> Task to carry out: Restate word for word the lines of the records below, starting at the line that contains "self.read_remote_manifest(server, scratch, logger)?;" and ending at the line that contains "let manifest_rel = self.config.manifest_path();", with both of those lines included and nothing else.

━━━━━ Data for analysis ━━━━━

impl<'a> Deployer<'a> {
    pub fn new(
        config: &'a Config,
        options: DeployOptions,
        factory: &'a ServerFactory<'a>,
    ) -> Self {
        Self {
            config,
            options,
            factory,
        }
    }

    /// Run the whole deployment.
    pub fn run(&self, logger: &mut dyn Logger) -> SitesyncResult<DeploySummary> {
        let scratch = self.make_scratch()?;

        logger.phase(&format!(
            "Deploying to {}",
            self.config.remote.display_target()
        ));
        let mut server = (self.factory)()?;
        connect_with_retry(server.as_mut())?;

        self.acquire_lock(server.as_ref(), scratch.path(), logger)?;

        let mut staged: Vec<String> = Vec::new();
        let outcome = self.deploy_locked(server.as_ref(), scratch.path(), logger, &mut staged);

        match outcome {
            Ok(summary) => {
                if let Err(err) = server.remove_file(&self.config.lock_name()) {
                    logger.warn(&format!("could not release deployment lock: {err}"));
                }
                Ok(summary)
            }
            Err(err) => {
                let rolled_back = self.rollback(server.as_ref(), &staged, logger);
                if let Err(lock_err) = server.remove_file(&self.config.lock_name()) {
                    logger.warn(&format!("could not release deployment lock: {lock_err}"));
                }
                match rolled_back {
                    Ok(()) => Err(err),
                    Err(fatal) => Err(fatal),
                }
            }
        }
    }

    fn make_scratch(&self) -> SitesyncResult<tempfile::TempDir> {
        match &self.config.temp_dir {
            Some(dir) => {
                fs::create_dir_all(dir)?;
                Ok(tempfile::TempDir::with_prefix_in("sitesync-", dir)?)
            }
            None => Ok(tempfile::TempDir::with_prefix("sitesync-")?),
        }
    }

    // Phase 0: the advisory lock. A sentinel file next to the manifest
    // marks a deployment in flight; its first line is the start
    // timestamp, the remaining lines are the paths the run staged (see
    // `journal_planned_uploads`).
    fn acquire_lock(
        &self,
        server: &dyn Server,
        scratch: &Path,
        logger: &mut dyn Logger,
    ) -> SitesyncResult<()> {
        let lock_rel = self.config.lock_name();
        let tmp = scratch.join("lock.remote");
        match server.read_file(&lock_rel, &tmp) {
            Err(SitesyncError::NotFound { .. }) => self.write_lock(server, scratch),
            Ok(()) => {
                let content = fs::read_to_string(&tmp).unwrap_or_default();
                if self.options.force_unlock && lock_is_stale(&content) {
                    logger.warn(&format!("breaking stale deployment lock {lock_rel}"));
                    let swept = self.sweep_journaled_staging(server, &content);
                    if swept > 0 {
                        logger.info(&format!(
                            "removed {swept} staging files left by the crashed run"
                        ));
                    }
                    server.remove_file(&lock_rel)?;
                    self.write_lock(server, scratch)
                } else {
                    Err(SitesyncError::ConcurrentDeployment { sentinel: lock_rel })
                }
            }
            Err(other) => Err(other),
        }
    }

    fn write_lock(&self, server: &dyn Server, scratch: &Path) -> SitesyncResult<()> {
        let tmp = scratch.join("lock.new");
        fs::write(&tmp, Utc::now().to_rfc3339())?;
        server.write_file(&tmp, &self.config.lock_name(), &mut |_| {})
    }

    /// Rewrite the sentinel with the paths this run is about to stage.
    ///
    /// A hard crash leaves both the sentinel and the `*.deploytmp` files
    /// behind; the recovery run reads the list back out of the sentinel,
    /// so staging files are found even for paths no longer present in
    /// either manifest (a new file deleted locally after the crash).
    fn journal_planned_uploads(
        &self,
        server: &dyn Server,
        scratch: &Path,
        plan: &UploadPlan,
        manifest_rel: &str,
    ) -> SitesyncResult<()> {
        let mut body = Utc::now().to_rfc3339();
        for item in &plan.files {
            body.push('\n');
            body.push_str(&item.rel);
        }
        body.push('\n');
        body.push_str(manifest_rel);
        let tmp = scratch.join("lock.journal");
        fs::write(&tmp, body)?;
        server.write_file(&tmp, &self.config.lock_name(), &mut |_| {})
    }

    /// Delete the staging files a crashed run recorded in its sentinel.
    fn sweep_journaled_staging(&self, server: &dyn Server, sentinel: &str) -> usize {
        let mut swept = 0;
        for path in sentinel.lines().skip(1).filter(|l| l.starts_with('/')) {
            let _ = server.remove_file(&staging_name(path));
            swept += 1;
        }
        swept
    }

    fn deploy_locked(
        &self,
        server: &dyn Server,
        scratch: &Path,
        logger: &mut dyn Logger,
        staged: &mut Vec<String>,
    ) -> SitesyncResult<DeploySummary> {
        // Phase 1
        logger.phase("Scanning local files");
        let filter = PathFilter::new(
            &self.config.include_patterns,
            &self.config.ignore_patterns,
        )?;
        let preprocessor =
            Preprocessor::new(&self.config.preprocess_masks, &scratch.join("preprocess"))?;
        let local = scan(&self.config.local_root, &filter, &preprocessor)?;
        logger.info(&format!("{} entries hashed", local.manifest.len()));

        // Phase 2
        logger.phase("Reading remote manifest");
        let remote_manifest = self.read_remote_manifest(server, scratch, logger)?;

        // Phase 3
        let changes = local.manifest.changes_from(
            &remote_manifest,
            self.config.allow_delete,
            self.options.redeploy,
        );
        let skipped = local.manifest.len() - changes.to_upload.len();

        if self.options.test_mode || self.config.test_mode {
            return self.finish_test_mode(server, logger, &changes, skipped);
        }

        if changes.is_empty() && self.config.purge_paths.is_empty() {
            logger.info("Everything is up to date");
            self.run_local_jobs("before", &self.config.before_jobs, server, logger)?;
            self.run_local_jobs("after", &self.config.after_jobs, server, logger)?;
            return Ok(DeploySummary {
                skipped,
                ..Default::default()
            });
        }

        let plan = UploadPlan::build(&changes, &local, &remote_manifest);

        // Phase 4
        if !self.config.before_jobs.is_empty() {
            logger.phase("Running before jobs");
            self.run_jobs(&self.config.before_jobs, server, logger)?;
        }

        // Phase 5
        logger.phase(&format!(
            "Uploading {} files ({} new directories)",
            plan.files.len(),
            plan.dirs.len()
        ));
        let manifest_rel = self.config.manifest_path();
        self.journal_planned_uploads(server, scratch, &plan, &manifest_rel)?;
        for dir in &plan.dirs {
            server.create_dir(dir)?;
        }
        self.sweep_stale_staging(server, &local, &remote_manifest, &plan);

        let report = upload_files(self.factory, &plan.files, self.options.workers, logger);
        staged.extend(report.staged.iter().cloned());
        if let Some(err) = report.error {
            return Err(err);
        }

        let manifest_tmp = scratch.join("manifest.new");
        fs::write(&manifest_tmp, local.manifest.serialize())?;
        server.write_file(&manifest_tmp, &staging_name(&manifest_rel), &mut |_| {})?;
        staged.push(manifest_rel.clone());

        // Phase 6
        if !self.config.after_upload_jobs.is_empty() {
            logger.phase("Running afterUpload jobs");
            self.run_jobs(&self.config.after_upload_jobs, server, logger)?;
        }

        logger.phase("Committing");
        for rel in plan.rename_order() {
            server.rename_file(&staging_name(rel), rel)?;
        }
        // The linearization point: after this rename the new deployment
        // is what the server presents.
        server.rename_file(&staging_name(&manifest_rel), &manifest_rel)?;

        let mut summary = DeploySummary {
            uploaded: plan.files.len(),
            skipped,
            ..Default::default()
        };
        self.finish_live(server, logger, &plan, &mut summary);
        Ok(summary)
    }

    /// Post-linearization work: failures are warnings, never rollback.
    fn finish_live(
        &self,
        server: &dyn Server,
        logger: &mut dyn Logger,
        plan: &UploadPlan,
        summary: &mut DeploySummary,
    ) {
        for rel in &plan.delete_files {
            match server.remove_file(rel) {
                Ok(()) => summary.deleted += 1,
                Err(err) => logger.warn(&format!("could not delete {rel}: {err}")),
            }
        }
        for rel in &plan.delete_dirs {
            match server.remove_dir(rel) {
                Ok(()) => summary.deleted += 1,
                Err(err) => logger.warn(&format!("could not remove directory {rel}: {err}")),
            }
        }

        for purge_path in &self.config.purge_paths {
            logger.phase(&format!("Purging {purge_path}"));
            let mut count = 0usize;
            let result = server.purge(purge_path, &mut |_entry| count += 1);
            match result {
                Ok(()) => summary.purged += count,
                Err(err) => logger.warn(&format!("could not purge {purge_path}: {err}")),
            }
        }

        if !self.config.after_jobs.is_empty() {
            logger.phase("Running after jobs");
            let runner = JobRunner::new(server, &self.config.local_root);
            for job in &self.config.after_jobs {
                logger.info(&format!("→ {job}"));
                if let Err(err) = runner.run(job) {
                    logger.warn(&err.to_string());
                }
            }
        }
    }

    fn finish_test_mode(
        &self,
        server: &dyn Server,
        logger: &mut dyn Logger,
        changes: &Changes,
        skipped: usize,
    ) -> SitesyncResult<DeploySummary> {
        logger.phase("Test mode, no changes will be made");
        for path in &changes.to_upload {
            logger.info(&format!("would upload {path}"));
        }
        for path in &changes.to_delete {
            logger.info(&format!("would delete {path}"));
        }
        if changes.is_empty() {
            logger.info("Everything is up to date");
        }
        self.run_local_jobs("before", &self.config.before_jobs, server, logger)?;
        Ok(DeploySummary {
            skipped,
            test_mode: true,
            ..Default::default()
        })
    }

    fn read_remote_manifest(
        &self,
        server: &dyn Server,
        scratch: &Path,
        logger: &mut dyn Logger,
    ) -> SitesyncResult<Manifest> {
        let tmp = scratch.join("manifest.remote");
        match server.read_file(&self.config.manifest_path(), &tmp) {
            Ok(()) => {
                let text = fs::read_to_string(&tmp)?;
                Manifest::parse(&text)
            }
            Err(SitesyncError::NotFound { .. }) => {
                logger.info("No remote manifest, this is a first deployment");
                Ok(Manifest::new())
            }
            Err(other) => Err(other),
        }
    }

    /// Remove `*.deploytmp` leftovers a crashed previous run may have
    /// staged. Second layer of crash recovery: the sentinel journal
    /// (swept at unlock time) names the crashed run's paths; this sweep
    /// additionally covers the staging name of every path either
    /// manifest knows about, for leftovers whose sentinel is already
    /// gone (a partially failed rollback). Removal is idempotent and
    /// paths about to be uploaded get overwritten anyway.
    fn sweep_stale_staging(
        &self,
        server: &dyn Server,
        local: &LocalSet,
        remote: &Manifest,
        plan: &UploadPlan,
    ) {
        let uploading: HashSet<&str> = plan.files.iter().map(|f| f.rel.as_str()).collect();
        let candidates = local
            .manifest
            .iter()
            .chain(remote.iter())
            .filter(|(_, hash)| *hash != crate::manifest::DIR_HASH)
            .map(|(path, _)| path)
            .filter(|path| !uploading.contains(path));
        for path in candidates {
            let _ = server.remove_file(&staging_name(path));
        }
    }

    fn run_jobs(
        &self,
        jobs: &[Job],
        server: &dyn Server,
        logger: &mut dyn Logger,
    ) -> SitesyncResult<()> {
        let runner = JobRunner::new(server, &self.config.local_root);
        for job in jobs {
            logger.info(&format!("→ {job}"));
            let outcome = runner.run(job)?;
            let output = outcome.output.trim();
            if !output.is_empty() {
                logger.info(output);
            }
        }
        Ok(())
    }

    /// `local:` jobs run even when everything else is skipped.
    fn run_local_jobs(
        &self,
        label: &str,
        jobs: &[Job],
        server: &dyn Server,
        logger: &mut dyn Logger,
    ) -> SitesyncResult<()> {
        let local_jobs: Vec<Job> = jobs.iter().filter(|j| j.is_local()).cloned().collect();
        if local_jobs.is_empty() {
            return Ok(());
        }
        logger.phase(&format!("Running {label} jobs (local only)"));
        self.run_jobs(&local_jobs, server, logger)
    }

    /// Phase R: best-effort removal of every staged temp file; the live
    /// tree and the old manifest stay as they were.
    fn rollback(
        &self,
        server: &dyn Server,
        staged: &[String],
        logger: &mut dyn Logger,
    ) -> SitesyncResult<()> {
        if staged.is_empty() {
            return Ok(());
        }
        logger.phase("Rolling back");
        let mut failures = Vec::new();
        for rel in staged {
            if let Err(err) = server.remove_file(&staging_name(rel)) {
                failures.push(format!("{rel}: {err}"));
            }
        }
        if failures.is_empty() {
            logger.info(&format!("removed {} staged files", staged.len()));
            Ok(())
        } else {
            Err(SitesyncError::FatalState {
                message: failures.join("; "),
            })
        }
    }
}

━━━━━

> Written reply:
        let remote_manifest = self.read_remote_manifest(server, scratch, logger)?;

        // Phase 3
        let changes = local.manifest.changes_from(
            &remote_manifest,
            self.config.allow_delete,
            self.options.redeploy,
        );
        let skipped = local.manifest.len() - changes.to_upload.len();

        if self.options.test_mode || self.config.test_mode {
            return self.finish_test_mode(server, logger, &changes, skipped);
        }

        if changes.is_empty() && self.config.purge_paths.is_empty() {
            logger.info("Everything is up to date");
            self.run_local_jobs("before", &self.config.before_jobs, server, logger)?;
            self.run_local_jobs("after", &self.config.after_jobs, server, logger)?;
            return Ok(DeploySummary {
                skipped,
                ..Default::default()
            });
        }

        let plan = UploadPlan::build(&changes, &local, &remote_manifest);

        // Phase 4
        if !self.config.before_jobs.is_empty() {
            logger.phase("Running before jobs");
            self.run_jobs(&self.config.before_jobs, server, logger)?;
        }

        // Phase 5
        logger.phase(&format!(
            "Uploading {} files ({} new directories)",
            plan.files.len(),
            plan.dirs.len()
        ));
        let manifest_rel = self.config.manifest_path();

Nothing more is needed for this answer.